Record set Start Marker

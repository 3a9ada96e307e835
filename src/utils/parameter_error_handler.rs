use actix_web::{
    Error, HttpRequest, HttpResponse,
    error::{InternalError, JsonPayloadError, QueryPayloadError},
};
use tracing::debug;

use crate::models::{ApiResponse, ErrorCode};

// JSON 请求体解析失败时返回统一的错误响应
pub fn json_error_handler(err: JsonPayloadError, req: &HttpRequest) -> Error {
    debug!("JSON payload error on {}: {}", req.path(), err);

    let response = match &err {
        JsonPayloadError::OverflowKnownLength { .. } | JsonPayloadError::Overflow { .. } => {
            HttpResponse::PayloadTooLarge().json(ApiResponse::error_empty(
                ErrorCode::BadRequest,
                "请求体过大",
            ))
        }
        JsonPayloadError::ContentType => HttpResponse::UnsupportedMediaType().json(
            ApiResponse::error_empty(ErrorCode::BadRequest, "Content-Type 必须为 application/json"),
        ),
        _ => HttpResponse::BadRequest().json(ApiResponse::error_empty(
            ErrorCode::BadRequest,
            format!("请求体格式错误: {err}"),
        )),
    };

    InternalError::from_response(err, response).into()
}

// 查询参数解析失败时返回统一的错误响应
pub fn query_error_handler(err: QueryPayloadError, req: &HttpRequest) -> Error {
    debug!("Query payload error on {}: {}", req.path(), err);

    let response = HttpResponse::BadRequest().json(ApiResponse::error_empty(
        ErrorCode::BadRequest,
        format!("查询参数错误: {err}"),
    ));

    InternalError::from_response(err, response).into()
}
pub mod shutdown;
pub mod startup;
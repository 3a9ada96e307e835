use actix_web::{HttpRequest, HttpResponse, Result as ActixResult};

use super::AttemptService;
use crate::models::ApiResponse;
use crate::services::{current_user, error_response};

pub async fn start_attempt(
    service: &AttemptService,
    request: &HttpRequest,
    quiz_id: i64,
) -> ActixResult<HttpResponse> {
    let user = match current_user(request) {
        Ok(user) => user,
        Err(resp) => return Ok(resp),
    };
    let engine = service.get_engine(request)?;

    match engine.start_attempt(quiz_id, user.id).await {
        Ok(attempt) => Ok(HttpResponse::Created().json(ApiResponse::success(attempt, "开始作答"))),
        Err(e) => Ok(error_response(e)),
    }
}
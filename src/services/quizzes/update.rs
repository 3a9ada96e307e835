use actix_web::{HttpRequest, HttpResponse, Result as ActixResult};
use tracing::info;

use super::QuizService;
use crate::models::ApiResponse;
use crate::models::quizzes::requests::UpdateQuizRequest;
use crate::services::{current_user, error_response};

pub async fn update_quiz(
    service: &QuizService,
    request: &HttpRequest,
    quiz_id: i64,
    update_data: UpdateQuizRequest,
) -> ActixResult<HttpResponse> {
    let user = match current_user(request) {
        Ok(user) => user,
        Err(resp) => return Ok(resp),
    };
    let engine = service.get_engine(request)?;

    match engine.update_quiz(quiz_id, update_data).await {
        Ok(quiz) => {
            info!("Quiz {} updated by {}", quiz.id, user.id);
            Ok(HttpResponse::Ok().json(ApiResponse::success(quiz, "测验更新成功")))
        }
        Err(e) => Ok(error_response(e)),
    }
}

Record set End Marker

**Requirement:**
What lines above mention "super"? Copy each one.

**Result for this task:**
use super::AttemptService;
use super::QuizService;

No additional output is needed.